### Stored data entries
******************************
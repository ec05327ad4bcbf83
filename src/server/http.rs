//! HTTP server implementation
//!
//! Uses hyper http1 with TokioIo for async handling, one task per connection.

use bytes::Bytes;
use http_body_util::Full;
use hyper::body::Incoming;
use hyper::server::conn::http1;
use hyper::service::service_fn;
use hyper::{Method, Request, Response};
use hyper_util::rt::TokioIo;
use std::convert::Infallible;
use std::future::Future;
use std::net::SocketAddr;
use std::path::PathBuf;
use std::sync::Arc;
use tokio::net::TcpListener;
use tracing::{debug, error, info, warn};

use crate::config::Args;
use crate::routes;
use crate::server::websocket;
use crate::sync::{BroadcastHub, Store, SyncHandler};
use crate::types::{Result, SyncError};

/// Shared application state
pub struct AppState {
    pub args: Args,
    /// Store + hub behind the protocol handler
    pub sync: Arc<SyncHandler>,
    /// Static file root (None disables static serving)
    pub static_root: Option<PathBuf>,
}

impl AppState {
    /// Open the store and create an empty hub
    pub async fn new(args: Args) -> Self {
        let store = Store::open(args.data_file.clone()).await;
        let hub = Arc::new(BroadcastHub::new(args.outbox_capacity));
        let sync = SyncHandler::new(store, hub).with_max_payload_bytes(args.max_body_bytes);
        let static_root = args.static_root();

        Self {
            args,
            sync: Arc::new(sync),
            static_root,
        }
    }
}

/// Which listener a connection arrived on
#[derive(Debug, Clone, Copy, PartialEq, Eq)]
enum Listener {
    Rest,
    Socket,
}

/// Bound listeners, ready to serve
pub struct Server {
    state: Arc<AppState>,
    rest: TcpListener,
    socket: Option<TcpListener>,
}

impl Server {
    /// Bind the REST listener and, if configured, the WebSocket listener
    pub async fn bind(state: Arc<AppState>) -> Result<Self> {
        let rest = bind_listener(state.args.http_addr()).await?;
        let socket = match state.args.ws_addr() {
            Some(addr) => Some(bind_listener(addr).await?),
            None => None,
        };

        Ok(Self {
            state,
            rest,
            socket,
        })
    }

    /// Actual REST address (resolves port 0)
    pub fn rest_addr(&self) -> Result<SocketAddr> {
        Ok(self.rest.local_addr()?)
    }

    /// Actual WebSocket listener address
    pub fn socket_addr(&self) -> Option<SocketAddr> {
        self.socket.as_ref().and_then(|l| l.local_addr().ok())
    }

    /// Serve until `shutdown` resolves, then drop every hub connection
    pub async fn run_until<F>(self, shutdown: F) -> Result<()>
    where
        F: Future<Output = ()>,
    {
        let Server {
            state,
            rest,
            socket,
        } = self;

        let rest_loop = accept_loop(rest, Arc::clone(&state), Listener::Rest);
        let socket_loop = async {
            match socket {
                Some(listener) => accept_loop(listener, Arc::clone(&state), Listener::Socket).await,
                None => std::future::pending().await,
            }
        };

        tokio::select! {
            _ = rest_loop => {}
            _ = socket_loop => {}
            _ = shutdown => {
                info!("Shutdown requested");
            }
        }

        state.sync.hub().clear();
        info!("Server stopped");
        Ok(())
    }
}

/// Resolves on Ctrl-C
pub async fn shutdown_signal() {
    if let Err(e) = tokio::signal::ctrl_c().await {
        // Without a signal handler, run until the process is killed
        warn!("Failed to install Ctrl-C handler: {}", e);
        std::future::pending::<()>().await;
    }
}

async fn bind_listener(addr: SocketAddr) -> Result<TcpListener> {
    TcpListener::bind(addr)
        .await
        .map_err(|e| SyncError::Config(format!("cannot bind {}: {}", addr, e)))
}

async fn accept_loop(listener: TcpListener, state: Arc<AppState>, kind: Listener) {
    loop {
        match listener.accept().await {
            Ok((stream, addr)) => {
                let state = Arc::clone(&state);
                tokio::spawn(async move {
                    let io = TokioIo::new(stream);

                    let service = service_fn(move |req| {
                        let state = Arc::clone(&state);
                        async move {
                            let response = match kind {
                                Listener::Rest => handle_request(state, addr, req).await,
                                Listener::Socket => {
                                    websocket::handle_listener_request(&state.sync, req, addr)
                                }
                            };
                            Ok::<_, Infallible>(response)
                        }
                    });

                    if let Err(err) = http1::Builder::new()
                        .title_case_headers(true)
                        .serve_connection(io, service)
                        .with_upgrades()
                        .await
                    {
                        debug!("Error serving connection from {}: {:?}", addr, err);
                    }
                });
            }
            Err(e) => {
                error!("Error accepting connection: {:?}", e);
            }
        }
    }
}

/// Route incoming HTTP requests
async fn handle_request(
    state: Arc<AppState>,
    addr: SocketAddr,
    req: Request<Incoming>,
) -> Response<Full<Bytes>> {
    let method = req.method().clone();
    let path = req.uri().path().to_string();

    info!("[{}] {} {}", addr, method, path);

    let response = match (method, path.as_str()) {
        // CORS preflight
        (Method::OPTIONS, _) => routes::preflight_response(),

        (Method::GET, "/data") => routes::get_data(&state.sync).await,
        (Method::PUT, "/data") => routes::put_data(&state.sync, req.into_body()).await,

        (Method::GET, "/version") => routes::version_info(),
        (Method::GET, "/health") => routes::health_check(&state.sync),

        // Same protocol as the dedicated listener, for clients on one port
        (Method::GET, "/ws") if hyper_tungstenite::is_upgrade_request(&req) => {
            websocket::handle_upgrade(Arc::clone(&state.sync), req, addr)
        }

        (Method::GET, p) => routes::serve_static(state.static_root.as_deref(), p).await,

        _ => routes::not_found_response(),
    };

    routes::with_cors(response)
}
******************************
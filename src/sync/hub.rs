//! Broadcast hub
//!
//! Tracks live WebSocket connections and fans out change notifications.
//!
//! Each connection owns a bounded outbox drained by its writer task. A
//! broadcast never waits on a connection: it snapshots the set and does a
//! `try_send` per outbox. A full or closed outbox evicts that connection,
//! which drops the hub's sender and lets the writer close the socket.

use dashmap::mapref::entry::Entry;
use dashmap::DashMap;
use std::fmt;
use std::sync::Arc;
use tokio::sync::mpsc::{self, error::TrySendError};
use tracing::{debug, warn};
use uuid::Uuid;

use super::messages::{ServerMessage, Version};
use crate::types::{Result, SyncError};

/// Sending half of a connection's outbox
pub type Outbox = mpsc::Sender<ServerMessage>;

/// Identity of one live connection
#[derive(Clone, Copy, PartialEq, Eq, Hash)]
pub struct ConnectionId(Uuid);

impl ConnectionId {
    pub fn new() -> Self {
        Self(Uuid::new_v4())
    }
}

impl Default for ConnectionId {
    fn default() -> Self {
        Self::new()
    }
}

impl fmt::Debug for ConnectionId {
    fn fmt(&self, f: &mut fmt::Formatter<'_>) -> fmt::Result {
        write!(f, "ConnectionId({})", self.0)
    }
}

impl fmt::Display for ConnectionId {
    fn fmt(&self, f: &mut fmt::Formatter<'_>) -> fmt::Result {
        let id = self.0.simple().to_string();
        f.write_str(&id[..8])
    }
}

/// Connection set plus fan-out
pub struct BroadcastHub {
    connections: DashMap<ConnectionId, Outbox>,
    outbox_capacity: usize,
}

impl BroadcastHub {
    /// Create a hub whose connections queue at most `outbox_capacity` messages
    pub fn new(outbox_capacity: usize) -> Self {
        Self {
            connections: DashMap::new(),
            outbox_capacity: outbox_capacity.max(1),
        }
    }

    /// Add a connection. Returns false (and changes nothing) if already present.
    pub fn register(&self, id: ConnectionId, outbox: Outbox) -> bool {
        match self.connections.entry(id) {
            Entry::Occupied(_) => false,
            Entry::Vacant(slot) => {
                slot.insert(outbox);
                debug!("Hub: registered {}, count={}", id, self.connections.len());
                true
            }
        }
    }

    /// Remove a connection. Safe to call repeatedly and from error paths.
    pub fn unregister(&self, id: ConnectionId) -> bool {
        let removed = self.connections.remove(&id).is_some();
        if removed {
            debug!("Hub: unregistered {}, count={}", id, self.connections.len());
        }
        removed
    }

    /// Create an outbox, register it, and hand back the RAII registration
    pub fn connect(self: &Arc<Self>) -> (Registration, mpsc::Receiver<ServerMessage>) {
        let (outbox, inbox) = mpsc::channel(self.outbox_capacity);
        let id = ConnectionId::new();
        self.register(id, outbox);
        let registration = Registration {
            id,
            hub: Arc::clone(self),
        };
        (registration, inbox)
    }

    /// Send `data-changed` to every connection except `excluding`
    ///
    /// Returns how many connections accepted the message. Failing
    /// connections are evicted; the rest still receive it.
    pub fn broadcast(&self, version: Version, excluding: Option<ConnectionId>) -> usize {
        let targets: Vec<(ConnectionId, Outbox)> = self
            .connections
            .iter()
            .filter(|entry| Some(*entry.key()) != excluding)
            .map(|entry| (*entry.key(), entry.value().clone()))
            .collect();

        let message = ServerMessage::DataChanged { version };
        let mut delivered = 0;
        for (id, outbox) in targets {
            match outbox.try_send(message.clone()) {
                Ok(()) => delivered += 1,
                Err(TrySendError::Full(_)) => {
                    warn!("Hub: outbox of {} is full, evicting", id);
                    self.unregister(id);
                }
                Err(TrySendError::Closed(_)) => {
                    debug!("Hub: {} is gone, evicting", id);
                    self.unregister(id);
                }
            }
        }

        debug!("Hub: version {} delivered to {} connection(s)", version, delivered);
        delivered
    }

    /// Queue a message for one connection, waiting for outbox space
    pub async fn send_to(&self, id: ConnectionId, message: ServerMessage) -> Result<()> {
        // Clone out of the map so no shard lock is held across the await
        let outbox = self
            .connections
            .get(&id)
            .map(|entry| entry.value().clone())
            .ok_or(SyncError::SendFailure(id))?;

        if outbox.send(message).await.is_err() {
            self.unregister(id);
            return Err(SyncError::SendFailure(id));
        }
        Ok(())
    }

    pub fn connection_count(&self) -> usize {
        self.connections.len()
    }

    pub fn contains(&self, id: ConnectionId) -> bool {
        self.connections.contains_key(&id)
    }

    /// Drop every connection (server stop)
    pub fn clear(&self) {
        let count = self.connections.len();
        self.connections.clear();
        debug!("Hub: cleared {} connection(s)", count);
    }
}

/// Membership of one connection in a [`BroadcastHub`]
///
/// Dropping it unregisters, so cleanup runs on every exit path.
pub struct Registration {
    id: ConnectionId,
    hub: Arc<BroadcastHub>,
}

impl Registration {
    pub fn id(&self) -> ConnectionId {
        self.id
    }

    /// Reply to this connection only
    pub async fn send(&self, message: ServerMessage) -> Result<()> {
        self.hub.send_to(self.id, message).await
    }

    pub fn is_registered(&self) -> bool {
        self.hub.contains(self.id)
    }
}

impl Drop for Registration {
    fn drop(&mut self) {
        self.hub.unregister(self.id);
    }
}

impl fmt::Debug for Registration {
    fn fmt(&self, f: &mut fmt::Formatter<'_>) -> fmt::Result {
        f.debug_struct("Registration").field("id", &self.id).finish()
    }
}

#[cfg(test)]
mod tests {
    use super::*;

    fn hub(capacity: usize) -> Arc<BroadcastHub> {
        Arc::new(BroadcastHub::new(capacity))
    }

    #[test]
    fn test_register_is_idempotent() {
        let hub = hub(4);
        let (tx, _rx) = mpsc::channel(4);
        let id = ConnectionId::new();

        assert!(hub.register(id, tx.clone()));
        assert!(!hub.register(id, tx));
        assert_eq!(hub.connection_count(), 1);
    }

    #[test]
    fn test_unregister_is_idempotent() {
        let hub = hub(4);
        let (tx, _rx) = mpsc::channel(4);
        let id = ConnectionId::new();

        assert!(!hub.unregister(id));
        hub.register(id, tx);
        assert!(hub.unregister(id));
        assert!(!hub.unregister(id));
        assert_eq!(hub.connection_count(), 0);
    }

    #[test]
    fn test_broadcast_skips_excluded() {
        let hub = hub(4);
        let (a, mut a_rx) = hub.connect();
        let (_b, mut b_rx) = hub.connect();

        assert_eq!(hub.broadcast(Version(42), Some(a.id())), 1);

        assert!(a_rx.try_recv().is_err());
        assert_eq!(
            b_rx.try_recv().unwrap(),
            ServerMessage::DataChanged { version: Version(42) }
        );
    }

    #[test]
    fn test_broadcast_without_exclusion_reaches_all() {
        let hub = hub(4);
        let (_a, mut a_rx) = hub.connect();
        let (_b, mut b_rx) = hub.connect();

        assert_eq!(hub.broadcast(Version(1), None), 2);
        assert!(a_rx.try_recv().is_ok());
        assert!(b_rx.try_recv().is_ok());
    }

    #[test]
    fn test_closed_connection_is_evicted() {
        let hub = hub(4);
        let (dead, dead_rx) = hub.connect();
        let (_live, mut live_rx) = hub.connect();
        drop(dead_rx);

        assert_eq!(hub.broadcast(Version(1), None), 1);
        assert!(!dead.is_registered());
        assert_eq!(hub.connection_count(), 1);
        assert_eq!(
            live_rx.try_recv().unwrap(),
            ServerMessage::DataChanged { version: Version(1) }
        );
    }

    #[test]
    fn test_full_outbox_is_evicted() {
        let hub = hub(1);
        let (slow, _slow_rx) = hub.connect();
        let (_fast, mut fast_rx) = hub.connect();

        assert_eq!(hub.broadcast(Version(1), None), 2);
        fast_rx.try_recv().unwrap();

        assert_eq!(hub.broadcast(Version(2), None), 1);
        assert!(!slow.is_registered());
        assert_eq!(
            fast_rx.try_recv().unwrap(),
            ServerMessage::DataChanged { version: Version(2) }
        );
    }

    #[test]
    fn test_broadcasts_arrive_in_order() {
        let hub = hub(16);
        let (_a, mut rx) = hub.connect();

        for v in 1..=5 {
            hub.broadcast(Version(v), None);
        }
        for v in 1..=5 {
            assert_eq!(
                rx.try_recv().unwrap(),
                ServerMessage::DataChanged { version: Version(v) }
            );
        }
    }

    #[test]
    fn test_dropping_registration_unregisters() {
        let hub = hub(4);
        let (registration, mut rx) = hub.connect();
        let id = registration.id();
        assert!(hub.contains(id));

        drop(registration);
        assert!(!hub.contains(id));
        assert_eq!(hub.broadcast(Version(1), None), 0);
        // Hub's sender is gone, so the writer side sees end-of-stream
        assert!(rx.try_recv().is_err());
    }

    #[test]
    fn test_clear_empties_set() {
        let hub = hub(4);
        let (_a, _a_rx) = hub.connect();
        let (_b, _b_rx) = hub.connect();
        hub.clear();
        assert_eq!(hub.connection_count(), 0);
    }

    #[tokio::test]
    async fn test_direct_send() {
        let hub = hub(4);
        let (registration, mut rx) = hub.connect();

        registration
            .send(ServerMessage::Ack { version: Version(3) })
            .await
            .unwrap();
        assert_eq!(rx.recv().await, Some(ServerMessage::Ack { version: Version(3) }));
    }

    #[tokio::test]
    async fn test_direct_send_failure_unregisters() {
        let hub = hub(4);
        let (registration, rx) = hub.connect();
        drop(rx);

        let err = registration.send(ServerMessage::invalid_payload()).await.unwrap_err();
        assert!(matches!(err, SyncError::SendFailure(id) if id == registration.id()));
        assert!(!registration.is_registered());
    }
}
******************************
### Task item
Quote the data above from the line containing "repository ec05327ad4bcbf83" to the line containing "use std::future::Future;", inclusive, and stop.

### Result for this task
repository ec05327ad4bcbf83
filename src/server/http.rs
//! HTTP server implementation
//!
//! Uses hyper http1 with TokioIo for async handling, one task per connection.

use bytes::Bytes;
use http_body_util::Full;
use hyper::body::Incoming;
use hyper::server::conn::http1;
use hyper::service::service_fn;
use hyper::{Method, Request, Response};
use hyper_util::rt::TokioIo;
use std::convert::Infallible;
use std::future::Future;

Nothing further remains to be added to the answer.